The Role of the Strength Coach/ Joint By Joint Theory @ Rowan University

I recently finished up speaking around 45 minutes at Rowan University.  It was for their chapter in the National Wellness Institute (NWI) group where approximately 20 or so students showed up.  I was surprised at how well it went considering at the beginning I almost crapped myself (we could not log on to use the powerpoint slides so I was just going to have to wing it). The Powerpoint presentation I created was my opinion on information that I thought would apply some form of practical information for those possibly interested in strength &conditioning/athletic development etc… Basically, it was my opinion on what the role of the strength coach is and our philosophy (joint by joint approach).  I understand there are many overlapping systems that can be more thoroughly understood by reading Kevin’s blog on regional interdependence.  We actually were able to get the powerpoint fired up and it went better then expected.  This was something that I think needs to be understood from almost all trainers in whatever field and something that I have learned from reading the likes of Mike Boyle, Kevin, and other leading strength coaches in the field.

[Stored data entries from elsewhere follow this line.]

/// Describes the inclusive index range of a structured dataset, as found in the
/// `WholeExtent` and `Extent` attributes of a VTK file.
///
/// An axis whose end is smaller than its start is empty, which is how an empty
/// structured dataset is written (`"0 -1 0 -1 0 -1"`).
#[derive(Debug, Clone, Copy, PartialEq, Eq)]
pub struct Extent {
    pub x_start: i64,
    pub x_end: i64,
    pub y_start: i64,
    pub y_end: i64,
    pub z_start: i64,
    pub z_end: i64,
}

impl Default for Extent {
    fn default() -> Self {
        Self::empty()
    }
}

impl Extent {
    /// extent of a grid with the given number of points per axis, starting at 0
    pub fn new(nx: usize, ny: usize, nz: usize) -> Self {
        Self {
            x_start: 0,
            x_end: nx as i64 - 1,
            y_start: 0,
            y_end: ny as i64 - 1,
            z_start: 0,
            z_end: nz as i64 - 1,
        }
    }

    /// extent with no points
    pub fn empty() -> Self {
        Self::new(0, 0, 0)
    }

    /// parse an extent string you would find in a vtk file. The expected input is in
    /// the form `"x_start x_end y_start y_end z_start z_end"`
    ///
    /// # Example
    /// ```
    /// let extent = vtk_readers::Extent::from_span_string("0 10 0 20 0 -1").unwrap();
    /// assert_eq!(extent.dimensions(), [11, 21, 0]);
    /// ```
    ///
    /// Returns `None` if there are not exactly 6 integers.
    pub fn from_span_string(span_string: &str) -> Option<Self> {
        let values = span_string
            .split_ascii_whitespace()
            .map(|x| x.parse::<i64>().ok())
            .collect::<Option<Vec<_>>>()?;

        match values.as_slice() {
            [x_start, x_end, y_start, y_end, z_start, z_end] => Some(Self {
                x_start: *x_start,
                x_end: *x_end,
                y_start: *y_start,
                y_end: *y_end,
                z_start: *z_start,
                z_end: *z_end,
            }),
            _ => None,
        }
    }

    /// number of points in the X direction
    pub fn x_len(&self) -> usize {
        axis_len(self.x_start, self.x_end)
    }

    /// number of points in the Y direction
    pub fn y_len(&self) -> usize {
        axis_len(self.y_start, self.y_end)
    }

    /// number of points in the Z direction
    pub fn z_len(&self) -> usize {
        axis_len(self.z_start, self.z_end)
    }

    pub fn dimensions(&self) -> [usize; 3] {
        [self.x_len(), self.y_len(), self.z_len()]
    }

    pub fn num_points(&self) -> usize {
        self.x_len()
            .saturating_mul(self.y_len())
            .saturating_mul(self.z_len())
    }

    /// number of cells as VTK counts them: an axis with a single point does not
    /// multiply the count, and a grid of a single point holds a single vertex cell
    pub fn num_cells(&self) -> usize {
        let dims = self.dimensions();
        if dims.iter().any(|d| *d == 0) {
            return 0;
        }

        dims.iter()
            .map(|d| if *d > 1 { d - 1 } else { 1 })
            .fold(1, usize::saturating_mul)
    }

    /// Format the extent into a string that would be written to a vtk file
    pub fn to_span_string(&self) -> String {
        format!(
            "{} {} {} {} {} {}",
            self.x_start, self.x_end, self.y_start, self.y_end, self.z_start, self.z_end
        )
    }
}

fn axis_len(start: i64, end: i64) -> usize {
    if end < start {
        0
    } else {
        usize::try_from(end.abs_diff(start))
            .unwrap_or(usize::MAX)
            .saturating_add(1)
    }
}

Besides the joint by joint approach which everyone can take a read at T-nation.com, our role of the strength coach is this and exactly in this order…

1. Do No Harm

  • This starts with assessment, if you do not have one…find one (FMS, Assess and Correct, PRI)
  • Do not train till technical failure
  • Appropriate exercise selection (indicative of the assessment)
  • If something hurts, stop, and find something else

2. Decrease the risk for injury in the weightroom and then on the field/ice/court etc…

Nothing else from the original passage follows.